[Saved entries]
▬▬▬

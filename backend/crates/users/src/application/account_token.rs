//! Account Tokens
//!
//! One-time `uid`/`token` pairs embedded in activation and password-reset
//! links. Nothing is stored: the token is an HMAC over user state, so it
//! stops verifying once the password, last login or email changes, or when
//! it is older than the configured timeout.
//!
//! Format: `<issued-at seconds, base36>-<base64url HMAC-SHA256>`

use chrono::Utc;
use platform::crypto::{constant_time_eq, from_base64url, hmac_sha256, sha256, to_base64url};
use std::time::Duration;

use crate::domain::entity::user::User;
use crate::domain::value_object::user_id::UserId;

const KEY_SALT: &[u8] = b"users.account_token";

/// Longest base36 timestamp accepted (u64::MAX is 13 digits)
const MAX_TIMESTAMP_DIGITS: usize = 13;

#[derive(Clone)]
pub struct AccountTokenGenerator {
    key: [u8; 32],
    timeout: Duration,
}

impl AccountTokenGenerator {
    pub fn new(secret: &[u8], timeout: Duration) -> Self {
        Self {
            key: sha256(&[KEY_SALT, secret].concat()),
            timeout,
        }
    }

    pub fn make_token(&self, user: &User) -> String {
        self.make_token_at(user, now_secs())
    }

    pub fn check_token(&self, user: &User, token: &str) -> bool {
        self.check_token_at(user, token, now_secs())
    }

    fn make_token_at(&self, user: &User, timestamp: u64) -> String {
        format!(
            "{}-{}",
            to_base36(timestamp),
            to_base64url(&self.signature(user, timestamp))
        )
    }

    fn check_token_at(&self, user: &User, token: &str, now: u64) -> bool {
        let Some((ts_b36, sig_b64)) = token.split_once('-') else {
            return false;
        };
        let Some(timestamp) = from_base36(ts_b36) else {
            return false;
        };
        let Ok(signature) = from_base64url(sig_b64) else {
            return false;
        };

        if !constant_time_eq(&signature, &self.signature(user, timestamp)) {
            return false;
        }

        now.saturating_sub(timestamp) <= self.timeout.as_secs()
    }

    fn signature(&self, user: &User, timestamp: u64) -> [u8; 32] {
        let last_login = user
            .last_login
            .map(|t| t.timestamp_micros().to_string())
            .unwrap_or_default();
        let value = format!(
            "{}\0{}\0{}\0{}\0{}",
            user.user_id,
            user.password.as_phc_string(),
            last_login,
            timestamp,
            user.email
        );
        hmac_sha256(&self.key, value.as_bytes())
    }
}

/// Encode a user id for use in a link
pub fn encode_uid(user_id: &UserId) -> String {
    to_base64url(user_id.to_string().as_bytes())
}

/// Decode a link uid; `None` for anything malformed
pub fn decode_uid(uid: &str) -> Option<UserId> {
    let bytes = from_base64url(uid).ok()?;
    let text = std::str::from_utf8(&bytes).ok()?;
    UserId::parse_str(text).ok()
}

fn now_secs() -> u64 {
    Utc::now().timestamp().max(0) as u64
}

fn to_base36(mut n: u64) -> String {
    const DIGITS: &[u8; 36] = b"0123456789abcdefghijklmnopqrstuvwxyz";
    if n == 0 {
        return "0".to_string();
    }
    let mut out = Vec::new();
    while n > 0 {
        out.push(DIGITS[(n % 36) as usize]);
        n /= 36;
    }
    out.reverse();
    String::from_utf8(out).unwrap_or_default()
}

fn from_base36(s: &str) -> Option<u64> {
    if s.is_empty() || s.len() > MAX_TIMESTAMP_DIGITS {
        return None;
    }
    u64::from_str_radix(s, 36).ok()
}

#[cfg(test)]
mod tests {
    use super::*;
    use crate::domain::entity::user::NewUser;
    use crate::domain::value_object::{
        email::Email,
        person_name::PersonName,
        user_password::{RawPassword, UserPassword},
    };

    const DAY: u64 = 24 * 3600;

    fn user() -> User {
        let raw = RawPassword::new("password", "Sturdy#Lamp42".to_string()).unwrap();
        User::new(
            NewUser {
                email: Email::new("new@user.com").unwrap(),
                first_name: PersonName::blank(),
                last_name: PersonName::blank(),
                middle_name: PersonName::blank(),
                password: UserPassword::from_raw(&raw, None).unwrap(),
            },
            false,
        )
    }

    fn generator() -> AccountTokenGenerator {
        AccountTokenGenerator::new(b"secret", Duration::from_secs(3 * DAY))
    }

    #[test]
    fn test_token_verifies_for_same_user() {
        let user = user();
        let token = generator().make_token(&user);
        assert!(generator().check_token(&user, &token));
    }

    #[test]
    fn test_token_bound_to_user() {
        let token = generator().make_token(&user());
        assert!(!generator().check_token(&user(), &token));
    }

    #[test]
    fn test_token_expires() {
        let user = user();
        let issued = 1_700_000_000;
        let token = generator().make_token_at(&user, issued);
        assert!(generator().check_token_at(&user, &token, issued + 3 * DAY));
        assert!(!generator().check_token_at(&user, &token, issued + 3 * DAY + 1));
    }

    #[test]
    fn test_token_invalidated_by_state_change() {
        let mut user = user();
        let token = generator().make_token(&user);
        user.record_login();
        assert!(!generator().check_token(&user, &token));

        let mut user = self::user();
        let token = generator().make_token(&user);
        user.email = Email::new("other@user.com").unwrap();
        assert!(!generator().check_token(&user, &token));
    }

    #[test]
    fn test_token_survives_activation() {
        let mut user = user();
        let token = generator().make_token(&user);
        user.activate();
        assert!(generator().check_token(&user, &token));
    }

    #[test]
    fn test_other_secret_rejected() {
        let user = user();
        let token = generator().make_token(&user);
        let other = AccountTokenGenerator::new(b"other", Duration::from_secs(DAY));
        assert!(!other.check_token(&user, &token));
    }

    #[test]
    fn test_malformed_tokens() {
        let user = user();
        for token in ["", "abc", "-", "zzzzzzzzzzzzzz-AAAA", "1-!!!", "1-AAAA"] {
            assert!(!generator().check_token(&user, token), "{token:?}");
        }
    }

    #[test]
    fn test_uid_encoding() {
        let id = UserId::new();
        let uid = encode_uid(&id);
        assert!(!uid.contains('='));
        assert_eq!(decode_uid(&uid), Some(id));
        assert_eq!(decode_uid("not base64!"), None);
        assert_eq!(decode_uid(&to_base64url(b"not-a-uuid")), None);
    }

    #[test]
    fn test_base36() {
        assert_eq!(to_base36(0), "0");
        assert_eq!(to_base36(35), "z");
        assert_eq!(to_base36(36), "10");
        assert_eq!(from_base36(&to_base36(1_700_000_000)), Some(1_700_000_000));
        assert_eq!(from_base36("!"), None);
    }
}
//! User Forms
//!
//! Validation for the account data entry points. Every field is optional at
//! the serde level so that a missing field is reported as a field error
//! rather than a body parse error.

use serde::Deserialize;

use crate::domain::entity::user::{NewUser, User};
use crate::domain::value_object::{
    email::Email,
    person_name::PersonName,
    user_password::{RawPassword, UserPassword},
};
use crate::error::{UsersError, UsersResult};

/// Profile fields shared by the creation and change forms
pub const USER_FORM_FIELDS: [&str; 4] = ["email", "first_name", "last_name", "middle_name"];

/// Registration form
#[derive(Debug, Default, Deserialize)]
pub struct UserCreationForm {
    pub email: Option<String>,
    pub first_name: Option<String>,
    pub last_name: Option<String>,
    pub middle_name: Option<String>,
    pub password: Option<String>,
    /// Retyped password; checked only when present
    pub re_password: Option<String>,
}

impl UserCreationForm {
    /// Validate every field and hash the password
    pub fn validate(self, pepper: Option<&[u8]>) -> UsersResult<NewUser> {
        let email = Email::new(self.email.ok_or_else(|| UsersError::required("email"))?)?;
        let first_name = name_field("first_name", self.first_name)?;
        let last_name = name_field("last_name", self.last_name)?;
        let middle_name = name_field("middle_name", self.middle_name)?;

        let password = self.password.ok_or_else(|| UsersError::required("password"))?;
        if let Some(retyped) = &self.re_password {
            if retyped != &password {
                return Err(UsersError::validation(
                    "non_field_errors",
                    "The two password fields didn't match.",
                ));
            }
        }
        let raw = RawPassword::new("password", password)?;

        Ok(NewUser {
            email,
            first_name,
            last_name,
            middle_name,
            password: UserPassword::from_raw(&raw, pepper)?,
        })
    }
}

/// Profile edit form; absent fields are left unchanged
#[derive(Debug, Default, Deserialize)]
pub struct UserChangeForm {
    pub email: Option<String>,
    pub first_name: Option<String>,
    pub last_name: Option<String>,
    pub middle_name: Option<String>,
}

/// Validated profile edit
#[derive(Debug, Default)]
pub struct UserChanges {
    pub email: Option<Email>,
    pub first_name: Option<PersonName>,
    pub last_name: Option<PersonName>,
    pub middle_name: Option<PersonName>,
}

impl UserChangeForm {
    pub fn validate(self) -> UsersResult<UserChanges> {
        Ok(UserChanges {
            email: self.email.map(Email::new).transpose()?,
            first_name: self
                .first_name
                .map(|v| PersonName::new("first_name", v))
                .transpose()?,
            last_name: self
                .last_name
                .map(|v| PersonName::new("last_name", v))
                .transpose()?,
            middle_name: self
                .middle_name
                .map(|v| PersonName::new("middle_name", v))
                .transpose()?,
        })
    }
}

impl UserChanges {
    /// Apply to `user`; returns whether the email changed
    pub fn apply_to(self, user: &mut User) -> bool {
        let mut email_changed = false;
        if let Some(email) = self.email {
            email_changed = email != user.email;
            user.email = email;
        }
        if let Some(name) = self.first_name {
            user.first_name = name;
        }
        if let Some(name) = self.last_name {
            user.last_name = name;
        }
        if let Some(name) = self.middle_name {
            user.middle_name = name;
        }
        user.updated_at = chrono::Utc::now();
        email_changed
    }
}

/// Single-address form used before any account email is sent
#[derive(Debug, Default, Deserialize)]
pub struct SendEmailResetForm {
    pub email: Option<String>,
}

impl SendEmailResetForm {
    pub fn for_user(user: &User) -> Self {
        Self {
            email: Some(user.email.to_string()),
        }
    }

    pub fn validate(self) -> UsersResult<Email> {
        Email::new(self.email.ok_or_else(|| UsersError::required("email"))?)
    }
}

fn name_field(field: &'static str, value: Option<String>) -> UsersResult<PersonName> {
    match value {
        Some(v) => PersonName::new(field, v),
        None => Ok(PersonName::blank()),
    }
}

#[cfg(test)]
mod tests {
    use super::*;

    fn creation_form() -> UserCreationForm {
        UserCreationForm {
            email: Some("New@User.com".into()),
            first_name: Some("Ada".into()),
            last_name: Some("Lovelace".into()),
            middle_name: None,
            password: Some("Sturdy#Lamp42".into()),
            re_password: Some("Sturdy#Lamp42".into()),
        }
    }

    fn field_of(err: UsersError) -> String {
        match err {
            UsersError::Validation { field, .. } => field.into_owned(),
            other => panic!("expected validation error, got {other:?}"),
        }
    }

    #[test]
    fn test_field_set() {
        assert_eq!(USER_FORM_FIELDS, ["email", "first_name", "last_name", "middle_name"]);
    }

    #[test]
    fn test_creation_form_valid() {
        let new_user = creation_form().validate(None).unwrap();
        assert_eq!(new_user.email.as_str(), "new@user.com");
        assert_eq!(new_user.first_name.as_str(), "Ada");
        assert!(new_user.middle_name.is_blank());
        assert!(
            new_user
                .password
                .verify(&RawPassword::for_verification("Sturdy#Lamp42".into()), None)
        );
    }

    #[test]
    fn test_creation_form_required_fields() {
        let form = UserCreationForm {
            email: None,
            ..creation_form()
        };
        assert_eq!(field_of(form.validate(None).unwrap_err()), "email");

        let form = UserCreationForm {
            password: None,
            ..creation_form()
        };
        assert_eq!(field_of(form.validate(None).unwrap_err()), "password");
    }

    #[test]
    fn test_creation_form_password_checks() {
        let form = UserCreationForm {
            re_password: Some("Different#Lamp42".into()),
            ..creation_form()
        };
        assert_eq!(field_of(form.validate(None).unwrap_err()), "non_field_errors");

        let form = UserCreationForm {
            password: Some("short".into()),
            re_password: None,
            ..creation_form()
        };
        assert_eq!(field_of(form.validate(None).unwrap_err()), "password");
    }

    #[test]
    fn test_change_form_partial() {
        let mut user = User::new(creation_form().validate(None).unwrap(), true);
        let changes = UserChangeForm {
            middle_name: Some(" Byron ".into()),
            ..Default::default()
        }
        .validate()
        .unwrap();

        assert!(!changes.apply_to(&mut user));
        assert_eq!(user.middle_name.as_str(), "Byron");
        assert_eq!(user.first_name.as_str(), "Ada");
        assert_eq!(user.email.as_str(), "new@user.com");
    }

    #[test]
    fn test_change_form_detects_email_change() {
        let mut user = User::new(creation_form().validate(None).unwrap(), true);
        let same = UserChangeForm {
            email: Some("NEW@user.com".into()),
            ..Default::default()
        };
        assert!(!same.validate().unwrap().apply_to(&mut user));

        let other = UserChangeForm {
            email: Some("ada@example.com".into()),
            ..Default::default()
        };
        assert!(other.validate().unwrap().apply_to(&mut user));
    }

    #[test]
    fn test_change_form_invalid_is_all_or_nothing() {
        let form = UserChangeForm {
            first_name: Some("Grace".into()),
            email: Some("broken".into()),
            ..Default::default()
        };
        assert_eq!(field_of(form.validate().unwrap_err()), "email");
    }

    #[test]
    fn test_send_email_reset_form() {
        assert_eq!(
            SendEmailResetForm {
                email: Some("A@B.co".into())
            }
            .validate()
            .unwrap()
            .as_str(),
            "a@b.co"
        );
        assert_eq!(field_of(SendEmailResetForm::default().validate().unwrap_err()), "email");
    }
}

▬▬▬

Work instruction: The answer must be a verbatim transcription of the entries above, from the first line through the line that contains "pub fn make_token(&self, user: &User)", and nothing more.

Task result:
filename backend/crates/users/src/application/account_token.rs
//! Account Tokens
//!
//! One-time `uid`/`token` pairs embedded in activation and password-reset
//! links. Nothing is stored: the token is an HMAC over user state, so it
//! stops verifying once the password, last login or email changes, or when
//! it is older than the configured timeout.
//!
//! Format: `<issued-at seconds, base36>-<base64url HMAC-SHA256>`

use chrono::Utc;
use platform::crypto::{constant_time_eq, from_base64url, hmac_sha256, sha256, to_base64url};
use std::time::Duration;

use crate::domain::entity::user::User;
use crate::domain::value_object::user_id::UserId;

const KEY_SALT: &[u8] = b"users.account_token";

/// Longest base36 timestamp accepted (u64::MAX is 13 digits)
const MAX_TIMESTAMP_DIGITS: usize = 13;

#[derive(Clone)]
pub struct AccountTokenGenerator {
    key: [u8; 32],
    timeout: Duration,
}

impl AccountTokenGenerator {
    pub fn new(secret: &[u8], timeout: Duration) -> Self {
        Self {
            key: sha256(&[KEY_SALT, secret].concat()),
            timeout,
        }
    }

    pub fn make_token(&self, user: &User) -> String {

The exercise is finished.